The teenage boys who were pushing their bicycles along one of Borodyanka's torn-up roads on Tuesday afternoon should have been at school.
Instead, they were wandering the streets of their "liberated" hometown in a bid to make sense of what had happened since the Russians invaded their country in late February.
Due to the sheer amount of shattered glass and debris that covered the roads, the boys could not mount their bikes, for fear of puncturing a wheel and having one more thing damaged by the enemy.
"They kidnapped people, they tortured our friend. Some people were abducted, interrogated and taken to Belarus," Nikita, 16, said.
"They occupied our whole town, destroyed our homes and stole food from the citizens. It was hell."
Nikita explained that when the invasion started, the local priest had made an "agreement" with soldiers not to shoot at anyone who wore a white band around their arm, to indicate that they were civilians. However, they believe this agreement was flouted as "rockets were fired directly into homes".
No one yet knows the death toll in Borodyanka, but Volodymyr Zelenskyy, Ukraine's president, warned it could be higher there than in Bucha, where war crimes are believed to have been committed.
He said what had been committed throughout the region north of Kyiv had not been seen since the Nazi occupation.
"There is already information that the number of victims may be even higher in Borodyanka and some other liberated cities," he said in his nightly address to the nation on Monday.
Iryna Venediktova, Ukraine's prosecutor general, echoed the President as she warned that Borodyanka, 23km west of Bucha, would be the worst hit by the invasion in the Kyiv region. She warned of a "similar humanitarian situation" to Bucha, cautioning that "the worst situation in terms of victims" was in Borodyanka.
When The Telegraph visited Borodyanka on Tuesday, it witnessed such destruction that officials' warnings over high death tolls came as little surprise.
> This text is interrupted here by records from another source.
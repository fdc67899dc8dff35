//! Selection model: click, ctrl-click, range, select-all and rubber-band
//! (drag-box) selection over the currently visible items.
//!
//! Membership is by [`ItemId`], so renamed or moved items stay selected
//! across in-place tree updates and are resolved against the tree on render.

use std::collections::HashSet;
use std::time::{Duration, Instant};

use crate::folder::item::{FolderItem, ItemId};
use crate::folder::tree::ItemTree;

/// A point in content coordinates (columns, rows; scroll already applied).
#[derive(Debug, Clone, Copy, PartialEq, Eq)]
pub struct Point {
    pub x: i32,
    pub y: i32,
}

impl Point {
    pub fn new(x: i32, y: i32) -> Self {
        Self { x, y }
    }
}

/// Axis-aligned box, right/bottom exclusive.
#[derive(Debug, Clone, Copy, PartialEq, Eq)]
pub struct Bounds {
    pub left: i32,
    pub top: i32,
    pub right: i32,
    pub bottom: i32,
}

impl Bounds {
    pub fn new(left: i32, top: i32, width: i32, height: i32) -> Self {
        Self {
            left,
            top,
            right: left + width,
            bottom: top + height,
        }
    }

    /// Normalized box spanned by two corners.
    pub fn spanning(a: Point, b: Point) -> Self {
        Self {
            left: a.x.min(b.x),
            top: a.y.min(b.y),
            right: a.x.max(b.x),
            bottom: a.y.max(b.y),
        }
    }

    pub fn is_empty(&self) -> bool {
        self.right <= self.left || self.bottom <= self.top
    }

    /// Strict overlap test; touching edges do not intersect.
    pub fn intersects(&self, other: &Bounds) -> bool {
        other.left < self.right
            && other.right > self.left
            && other.top < self.bottom
            && other.bottom > self.top
    }

    pub fn contains(&self, p: Point) -> bool {
        p.x >= self.left && p.x < self.right && p.y >= self.top && p.y < self.bottom
    }
}

/// Which pointer button started an interaction.
#[derive(Debug, Clone, Copy, PartialEq, Eq)]
pub enum PointerButton {
    Primary,
    Secondary,
    Middle,
}

/// An in-progress rubber-band selection.
#[derive(Debug, Clone, PartialEq)]
pub struct DragBox {
    pub anchor: Point,
    pub current: Point,
    /// Ctrl was held at drag start: hits are added to `base`.
    pub additive: bool,
    /// Selection as it was when the drag began.
    pub base: Vec<ItemId>,
}

impl DragBox {
    pub fn bounds(&self) -> Bounds {
        Bounds::spanning(self.anchor, self.current)
    }
}

/// Ordered set of selected item ids.
#[derive(Debug, Clone)]
pub struct Selection {
    ids: Vec<ItemId>,
    pub multi_enabled: bool,
    /// Last plainly clicked item; start of shift-click ranges.
    anchor: Option<ItemId>,
    drag: Option<DragBox>,
    /// A finished drag's box stays visible until this instant.
    clear_at: Option<Instant>,
    /// Background clicks before this instant belong to the drag that just ended.
    suppress_click_until: Option<Instant>,
    clear_delay: Duration,
}

impl Default for Selection {
    fn default() -> Self {
        Self::new(true, Duration::from_millis(150))
    }
}

impl Selection {
    pub fn new(multi_enabled: bool, clear_delay: Duration) -> Self {
        Self {
            ids: Vec::new(),
            multi_enabled,
            anchor: None,
            drag: None,
            clear_at: None,
            suppress_click_until: None,
            clear_delay,
        }
    }

    pub fn ids(&self) -> &[ItemId] {
        &self.ids
    }

    pub fn len(&self) -> usize {
        self.ids.len()
    }

    pub fn is_empty(&self) -> bool {
        self.ids.is_empty()
    }

    pub fn contains(&self, id: &ItemId) -> bool {
        self.ids.contains(id)
    }

    pub fn drag(&self) -> Option<&DragBox> {
        self.drag.as_ref()
    }

    /// Plain click: the selection becomes exactly `{id}`.
    pub fn click(&mut self, id: &ItemId) {
        self.ids = vec![id.clone()];
        self.anchor = Some(id.clone());
    }

    /// Ctrl-click: XOR `id` into the selection when multi-select is allowed.
    pub fn toggle(&mut self, id: &ItemId) {
        if !self.multi_enabled {
            self.click(id);
            return;
        }
        if let Some(pos) = self.ids.iter().position(|s| s == id) {
            self.ids.remove(pos);
        } else {
            self.ids.push(id.clone());
        }
        self.anchor = Some(id.clone());
    }

    /// Shift-click: select the run between the anchor and `id` in `visible` order.
    pub fn extend_to(&mut self, id: &ItemId, visible: &[ItemId]) {
        if !self.multi_enabled {
            self.click(id);
            return;
        }
        let anchor_pos = self
            .anchor
            .as_ref()
            .and_then(|a| visible.iter().position(|v| v == a));
        let target_pos = visible.iter().position(|v| v == id);
        match (anchor_pos, target_pos) {
            (Some(a), Some(t)) => {
                let (lo, hi) = if a <= t { (a, t) } else { (t, a) };
                self.ids = visible[lo..=hi].to_vec();
            }
            _ => self.click(id),
        }
    }

    /// Click on empty background. Ignored right after a drag ends.
    pub fn click_background(&mut self, now: Instant) {
        if self.suppress_click_until.is_some_and(|until| now < until) {
            return;
        }
        self.clear();
    }

    pub fn clear(&mut self) {
        self.ids.clear();
        self.anchor = None;
    }

    /// Select every visible item.
    pub fn select_all(&mut self, visible: &[ItemId]) {
        if !self.multi_enabled {
            return;
        }
        self.ids = visible.to_vec();
    }

    /// Drop ids that are no longer visible.
    pub fn retain_visible(&mut self, visible: &[ItemId]) {
        let visible: HashSet<&ItemId> = visible.iter().collect();
        self.ids.retain(|id| visible.contains(id));
        if self.anchor.as_ref().is_some_and(|a| !visible.contains(a)) {
            self.anchor = None;
        }
    }

    /// An item changed id; keep it selected under the new one.
    pub fn rekey(&mut self, old: &ItemId, new: &ItemId) {
        for id in self.ids.iter_mut() {
            if *id == *old {
                *id = new.clone();
            }
        }
        if self.anchor.as_ref() == Some(old) {
            self.anchor = Some(new.clone());
        }
    }

    /// Selected items that still exist in `tree`, in selection order.
    pub fn resolve<'a>(&self, tree: &'a ItemTree) -> Vec<&'a FolderItem> {
        self.ids.iter().filter_map(|id| tree.find_by_id(id)).collect()
    }

    /// Start a rubber band. Returns false when the gesture does not qualify:
    /// wrong button, nested (tree) view, or multi-select disabled.
    pub fn begin_drag(
        &mut self,
        at: Point,
        button: PointerButton,
        nested_view: bool,
        additive: bool,
    ) -> bool {
        if button != PointerButton::Primary || nested_view || !self.multi_enabled {
            return false;
        }
        self.drag = Some(DragBox {
            anchor: at,
            current: at,
            additive,
            base: self.ids.clone(),
        });
        self.clear_at = None;
        true
    }

    /// Move the free corner and reselect everything the box overlaps.
    pub fn update_drag(&mut self, at: Point, boxes: &[(ItemId, Bounds)]) {
        let Some(drag) = self.drag.as_mut() else {
            return;
        };
        drag.current = at;
        let rect = drag.bounds();

        let hits: Vec<ItemId> = if rect.is_empty() {
            Vec::new()
        } else {
            boxes
                .iter()
                .filter(|(_, b)| rect.intersects(b))
                .map(|(id, _)| id.clone())
                .collect()
        };

        if drag.additive {
            let mut ids = drag.base.clone();
            for id in hits {
                if !ids.contains(&id) {
                    ids.push(id);
                }
            }
            self.ids = ids;
        } else {
            self.ids = hits;
        }
    }

    /// Release the pointer. The selection stays; the box lingers briefly and
    /// the trailing background click is swallowed.
    pub fn end_drag(&mut self, now: Instant) {
        if self.drag.is_none() {
            return;
        }
        self.clear_at = Some(now + self.clear_delay);
        self.suppress_click_until = Some(now + self.clear_delay);
    }

    pub fn is_dragging(&self) -> bool {
        self.drag.is_some() && self.clear_at.is_none()
    }

    /// Drop a finished drag box once its delay has passed.
    pub fn tick(&mut self, now: Instant) {
        if self.clear_at.is_some_and(|at| now >= at) {
            self.drag = None;
            self.clear_at = None;
        }
    }
}

#[cfg(test)]
mod tests {
    use super::*;
    use crate::folder::tree::tests::sample_tree;

    fn id(s: &str) -> ItemId {
        ItemId::from(s)
    }

    /// Three cells side by side, 10 wide and 3 tall, one gap column apart.
    fn grid() -> Vec<(ItemId, Bounds)> {
        vec![
            (id("a"), Bounds::new(0, 0, 10, 3)),
            (id("b"), Bounds::new(11, 0, 10, 3)),
            (id("c"), Bounds::new(22, 0, 10, 3)),
        ]
    }

    #[test]
    fn rekey_keeps_item_selected() {
        let mut sel = Selection::default();
        sel.click(&id("local"));
        sel.toggle(&id("b"));
        sel.rekey(&id("local"), &id("server"));
        assert_eq!(sel.ids(), &[id("server"), id("b")]);
    }

    #[test]
    fn click_replaces_selection() {
        let mut sel = Selection::default();
        sel.click(&id("a"));
        sel.click(&id("b"));
        assert_eq!(sel.ids(), &[id("b")]);
    }

    #[test]
    fn toggle_xors_membership() {
        let mut sel = Selection::default();
        sel.toggle(&id("a"));
        sel.toggle(&id("b"));
        assert_eq!(sel.len(), 2);
        sel.toggle(&id("a"));
        assert_eq!(sel.ids(), &[id("b")]);
    }

    #[test]
    fn toggle_without_multi_acts_as_click() {
        let mut sel = Selection::new(false, Duration::ZERO);
        sel.toggle(&id("a"));
        sel.toggle(&id("b"));
        assert_eq!(sel.ids(), &[id("b")]);
    }

    #[test]
    fn extend_to_selects_range() {
        let visible = vec![id("a"), id("b"), id("c"), id("d")];
        let mut sel = Selection::default();
        sel.click(&id("d"));
        sel.extend_to(&id("b"), &visible);
        assert_eq!(sel.ids(), &[id("b"), id("c"), id("d")]);
    }

    #[test]
    fn background_click_clears() {
        let mut sel = Selection::default();
        sel.click(&id("a"));
        sel.click_background(Instant::now());
        assert!(sel.is_empty());
    }

    #[test]
    fn select_all_and_retain_visible() {
        let mut sel = Selection::default();
        sel.select_all(&[id("a"), id("b"), id("c")]);
        assert_eq!(sel.len(), 3);
        sel.retain_visible(&[id("c"), id("a")]);
        assert_eq!(sel.ids(), &[id("a"), id("c")]);
    }

    #[test]
    fn select_all_requires_multi() {
        let mut sel = Selection::new(false, Duration::ZERO);
        sel.select_all(&[id("a"), id("b")]);
        assert!(sel.is_empty());
    }

    #[test]
    fn resolve_follows_renamed_items() {
        let mut tree = sample_tree();
        let mut sel = Selection::default();
        sel.click(&id("a"));
        crate::folder::mutation::rename(&mut tree, &id("a"), "Renamed").unwrap();
        let resolved = sel.resolve(&tree);
        assert_eq!(resolved.len(), 1);
        assert_eq!(resolved[0].path, "/Root/Renamed");
    }

    #[test]
    fn bounds_intersection_is_strict() {
        let a = Bounds::new(0, 0, 10, 3);
        assert!(a.intersects(&Bounds::new(9, 2, 5, 5)));
        assert!(!a.intersects(&Bounds::new(10, 0, 5, 3)));
        assert!(!a.intersects(&Bounds::new(0, 3, 10, 3)));
    }

    #[test]
    fn zero_area_drag_selects_nothing() {
        let mut sel = Selection::default();
        assert!(sel.begin_drag(Point::new(5, 1), PointerButton::Primary, false, false));
        sel.update_drag(Point::new(5, 1), &grid());
        assert!(sel.is_empty());
        sel.update_drag(Point::new(5, 2), &grid());
        assert!(sel.is_empty());
    }

    #[test]
    fn plain_drag_replaces_selection() {
        let mut sel = Selection::default();
        sel.click(&id("c"));
        sel.begin_drag(Point::new(2, 1), PointerButton::Primary, false, false);
        sel.update_drag(Point::new(15, 2), &grid());
        assert_eq!(sel.ids(), &[id("a"), id("b")]);
    }

    #[test]
    fn ctrl_drag_unions_with_previous() {
        let mut sel = Selection::default();
        sel.click(&id("c"));
        sel.begin_drag(Point::new(2, 1), PointerButton::Primary, false, true);
        sel.update_drag(Point::new(15, 2), &grid());
        assert_eq!(sel.ids(), &[id("c"), id("a"), id("b")]);

        // Shrinking the box drops hits but never the pre-drag selection.
        sel.update_drag(Point::new(3, 2), &grid());
        assert_eq!(sel.ids(), &[id("c"), id("a")]);
    }

    #[test]
    fn drag_rejected_for_secondary_tree_or_single() {
        let mut sel = Selection::default();
        assert!(!sel.begin_drag(Point::new(0, 0), PointerButton::Secondary, false, false));
        assert!(!sel.begin_drag(Point::new(0, 0), PointerButton::Primary, true, false));
        let mut single = Selection::new(false, Duration::ZERO);
        assert!(!single.begin_drag(Point::new(0, 0), PointerButton::Primary, false, false));
        assert!(sel.drag().is_none());
    }

    #[test]
    fn end_drag_lingers_then_clears_and_swallows_click() {
        let delay = Duration::from_millis(150);
        let mut sel = Selection::new(true, delay);
        sel.begin_drag(Point::new(0, 0), PointerButton::Primary, false, false);
        sel.update_drag(Point::new(12, 2), &grid());
        let now = Instant::now();
        sel.end_drag(now);
        assert!(!sel.is_dragging());
        assert!(sel.drag().is_some());

        sel.click_background(now + Duration::from_millis(10));
        assert_eq!(sel.len(), 2);

        sel.tick(now + delay);
        assert!(sel.drag().is_none());
        sel.click_background(now + delay * 2);
        assert!(sel.is_empty());
    }
}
Civilians were starved, with no way to get food because the Russians blockaded the area. Bridges were also blown up, making the ability to drive into the town even harder. Now, getting to Borodyanka means going through routes that are occupied by burnt-out tanks and cars. There is no easy way to get there and there are also reports of mines and IEDs, making the journey hazardous.
Rockets and bombs have ripped through this small town and decimated apartment blocks, transforming a once-prosperous area into a wasteland. Those who failed to escape the indiscriminate shelling remain under the mounds of rubble that were once their homes.
There are reminders, too, of the people who had once lived here peacefully.
A woman's face powder, a red dressing gown, the squares of a baby's playmat, now mangled from the blasts. Towels, shoes and toys. The mementos of ordinary people's lives rest on top of the wreckage that, for now, acts as people's graves.
"Between 20-30 of my neighbours were left under the rubble," Dmytro Ostashevskyi said. He claimed that on the morning of February 27, "columns" of military equipment drove into Borodyanka.
"Then the shelling began," he said.
By the beginning of March, he said, Russian soldiers "just wandered around all the houses and tanks fired straight shots at them".
Behind where Ostashevskyi's house once stood, the buildings that are still partially standing have suffered irreparable damage. Walls have been torn off entire blocks, revealing the interiors of what were once people's homes.
From the street a bathroom with its lavatory intact can be seen, as well as the salmon pink wallpaper still clinging to its surface. The rest of the exposed apartments are mainly collapsed beams and concrete, making whatever those rooms once were completely indistinguishable.
Yet behind the ashen apartment block where Ostashevskyi lived remains one splash of colour; a mural of flowers, toadstools and mountains in hues of blues and greens and yellows. It is a small thing of beauty the Russians did not succeed in destroying.
However, just a stone's throw further and blinds that hang behind blown-out windows smack the concrete of the wall, while folders once containing documents are scattered across the ground.
It is an area that is completely uninhabitable and a scene that is replicated throughout the entirety of Borodyanka.
Opposite where the homes once stood is a statue of Taras Shevchenko, Ukraine's famous poet and playwright. The statue is mostly intact, save for the two bullets that were shot through its head.
Broken glass intermingled with smashed concrete, pipes, metal and all sorts of building material clutter the roads. Wires hang limply from telephone pylons and the majority of the cars parked on the streets no longer have windscreens or doors attached.
One woman told the Telegraph that the local priest had instructed the bereaved to bury their dead in their gardens as it was not safe to bring them to the church. It is unclear when they will be able to remove them and lay them to rest properly.
Dead dogs lie on the pavements. It comes after the charity UAnimals said all of its 485 dogs had perished during the Russian occupation. It said the animals at its shelter had remained locked in their cages from the beginning of the war in late February until the beginning of April, when Russian soldiers left. During that time, the dogs had no food or water.
Away from the residential areas, supermarkets have been ransacked and torched. The roofs of buildings are torn off and any cars on the streets burnt.
Some vehicles and fences had the letter "V" spray painted on, one of the Russian pro-war symbols, while another fence had skulls graffitied onto them - a harrowing image of the death that has shaken this town.